El idioma español tiene más atacantes que defensores. Esta es una evidencia que no discuten ni los niños educados con la ley Celaá, que ya es decir. Entre los atacantes más cualificados se encuentran, naturalmente, los vascos y los catalanes que consideran que la lengua de Cervantes debe ser proscrita en sus respectivos territorios, con la misma celeridad y contundencia que el virus de la Covid 19, como condición indispensable para poder acceder a sus respectivas ensoñaciones de independentismo republicano (o de república independiente, que nunca me acuerdo como es la cosa).
Luego, en ese mismo bando de contrarios, están los que agreden al castellano, marginándolo mediante un uso desmedido, pedante e innecesario de la lengua de Boris Johson, el premier británico de tan rabiosa actualidad estos días, aunque no tanto por su brillante gestión de la pandemia como por la organización de fiestas indecorosas y alcohólicas.

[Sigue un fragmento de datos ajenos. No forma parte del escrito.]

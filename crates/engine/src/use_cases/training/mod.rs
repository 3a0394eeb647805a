//! Training relay use cases.
//!
//! Forwards training jobs to the GPU server and accepts the results it posts
//! back later. No job record is kept: a caller that wants to match a result
//! to its request has to remember the `training_id` itself.

use std::sync::Arc;

use crate::infrastructure::ports::{
    ClockPort, TrainingCallback, TrainingJobRequest, TrainingParams, TrainingResultSink,
    TrainingServerError, TrainingServerPort,
};

/// Container for training use cases.
pub struct TrainingUseCases {
    pub request: Arc<RequestTraining>,
    pub receive_result: Arc<ReceiveTrainingResult>,
}

impl TrainingUseCases {
    pub fn new(request: Arc<RequestTraining>, receive_result: Arc<ReceiveTrainingResult>) -> Self {
        Self {
            request,
            receive_result,
        }
    }
}

/// Job accepted by the GPU server. The result is still pending.
#[derive(Debug, Clone, PartialEq, Eq)]
pub struct TrainingAccepted {
    pub training_id: String,
}

/// Build a job id from the current time, e.g. `job_1709283600000`.
pub fn training_id_at(millis: i64) -> String {
    format!("job_{}", millis)
}

// =============================================================================
// Request Training
// =============================================================================

pub struct RequestTraining {
    server: Arc<dyn TrainingServerPort>,
    clock: Arc<dyn ClockPort>,
    webhook_url: String,
}

impl RequestTraining {
    pub fn new(
        server: Arc<dyn TrainingServerPort>,
        clock: Arc<dyn ClockPort>,
        webhook_url: impl Into<String>,
    ) -> Self {
        Self {
            server,
            clock,
            webhook_url: webhook_url.into(),
        }
    }

    /// Send one job to the GPU server. A single attempt; failures are logged
    /// here and returned to the caller.
    pub async fn execute(&self) -> Result<TrainingAccepted, TrainingError> {
        let request = TrainingJobRequest {
            training_id: training_id_at(self.clock.now().timestamp_millis()),
            params: TrainingParams::default(),
            webhook_url: self.webhook_url.clone(),
        };

        if let Err(e) = self.server.start_training(&request).await {
            tracing::error!(
                error = %e,
                training_id = %request.training_id,
                "GPU server connection failed"
            );
            return Err(TrainingError::Server(e));
        }

        tracing::info!(
            training_id = %request.training_id,
            epoch = request.params.epoch,
            batch_size = request.params.batch_size,
            "Training request sent"
        );

        Ok(TrainingAccepted {
            training_id: request.training_id,
        })
    }
}

// =============================================================================
// Receive Training Result
// =============================================================================

pub struct ReceiveTrainingResult {
    sink: Arc<dyn TrainingResultSink>,
}

impl ReceiveTrainingResult {
    pub fn new(sink: Arc<dyn TrainingResultSink>) -> Self {
        Self { sink }
    }

    /// Hand a webhook delivery to the sink. Accepted as-is: the sender is not
    /// authenticated and the id is not checked against anything.
    pub fn execute(&self, callback: &TrainingCallback) {
        self.sink.record(callback);
    }
}

#[derive(Debug, thiserror::Error)]
pub enum TrainingError {
    #[error("GPU server error: {0}")]
    Server(#[from] TrainingServerError),
}

#[cfg(test)]
mod tests {
    use super::*;
    use chrono::{TimeZone, Utc};
    use mockall::predicate::eq;

    use crate::infrastructure::clock::FixedClock;
    use crate::infrastructure::ports::{MockTrainingResultSink, MockTrainingServerPort};

    const WEBHOOK: &str = "http://172.10.5.145:3000/api/training-callback";

    fn fixed_clock() -> Arc<dyn ClockPort> {
        let now = Utc
            .with_ymd_and_hms(2024, 3, 1, 9, 0, 0)
            .single()
            .expect("valid date");
        Arc::new(FixedClock(now))
    }

    #[tokio::test]
    async fn sends_fixed_params_and_webhook() {
        let clock = fixed_clock();
        let expected_id = training_id_at(clock.now().timestamp_millis());

        let expected = TrainingJobRequest {
            training_id: expected_id.clone(),
            params: TrainingParams {
                epoch: 100,
                batch_size: 64,
            },
            webhook_url: WEBHOOK.to_string(),
        };

        let mut server = MockTrainingServerPort::new();
        server
            .expect_start_training()
            .withf(move |request| *request == expected)
            .times(1)
            .returning(|_| Ok(()));

        let use_case = RequestTraining::new(Arc::new(server), clock, WEBHOOK);
        let accepted = use_case.execute().await.expect("accepted");

        assert_eq!(accepted.training_id, expected_id);
        assert!(accepted.training_id.starts_with("job_"));
    }

    #[tokio::test]
    async fn server_failure_is_returned_without_retry() {
        let mut server = MockTrainingServerPort::new();
        server
            .expect_start_training()
            .times(1)
            .returning(|_| Err(TrainingServerError::Request("connection refused".into())));

        let use_case = RequestTraining::new(Arc::new(server), fixed_clock(), WEBHOOK);
        let err = use_case.execute().await.expect_err("server is down");

        assert!(matches!(
            err,
            TrainingError::Server(TrainingServerError::Request(_))
        ));
    }

    #[tokio::test]
    async fn non_success_status_is_an_error() {
        let mut server = MockTrainingServerPort::new();
        server
            .expect_start_training()
            .times(1)
            .returning(|_| Err(TrainingServerError::rejected(503, "busy")));

        let use_case = RequestTraining::new(Arc::new(server), fixed_clock(), WEBHOOK);
        let err = use_case.execute().await.expect_err("server rejected");

        assert!(err.to_string().contains("503"));
    }

    #[test]
    fn callback_is_recorded_as_received() {
        let callback = TrainingCallback {
            training_id: serde_json::json!("job_1"),
            status: serde_json::json!("done"),
            result: serde_json::json!({ "accuracy": 0.9 }),
        };

        let mut sink = MockTrainingResultSink::new();
        sink.expect_record()
            .with(eq(callback.clone()))
            .times(1)
            .return_const(());

        ReceiveTrainingResult::new(Arc::new(sink)).execute(&callback);
    }
}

Parece que si en nuestras conversaciones habituales, en los negocios, en la publicidad, en la gastronomía o en el turismo no introducimos de vez en cuando, vaya, cada dos por tres, un término inglés para denominar actividades o productos o tecnologías, no estamos en la vanguardia de la modernidad o en el dominio de lo más avanzado.
Es cierto que, desde siempre, todos los idiomas han sufrido la colonización y la contaminación de otras lenguas. De hecho, la Real Academia Española se fundó, en 1713, entre otras razones, para responder a la preocupación expresada por parte de muchos intelectuales por el uso excesivo de términos franceses en nuestra lengua, que se registraba en ese momento.
Pero es que lo que ahora está ocurriendo aquí no es una colonización razonable de nuestra cultura por parte de la cultura anglosajona sino un creciente y excluyente dominio de ésta, sobre todo, en lo que a la lengua española se refiere, lo que, bajo mi punto de vista, es un sinsentido.
Por ello, como todavía no es demasiado tarde, creo que deberíamos intentar salvar nuestro patrimonio cultural e idiomático, que tiene tantos valores y merecimientos como el que nos tratan de imponer los apóstoles de la falsa modernidad con la inestimable colaboración de muchos medios de comunicación y de las redes sociales.
Como es natural, no planteo la conveniencia de acciones heroicas, como morder en el colodrillo a aquellos que utilicen en un momento dado términos como briefing, e-mailing, banner, branding o target; se trata, simplemente, de llegar a la conclusión colectiva y comprometida de que, en la mayoría de los casos y situaciones de nuestra existencia pandémica, lo que se dice con términos ingleses lo podemos decir, exactamente igual, con palabras españolas, sin poner en riesgo nuestro reputación intelectual, social o profesional.
Porque claro, si al acoso idiomático de los independentisas unimos los excesos de los apasionados del inglés y el papanatismo de aquellos que últimamente están incorporando a nuestra lengua `palabros´ como gripalizar la pandemia, ayusizar la gestión política o teslizar los vehículos, entonces si que podemos proclamar a los cuatro vientos que nuestra lengua tiene menos futuro que un submarino descapotable, durante un temporal marítimo.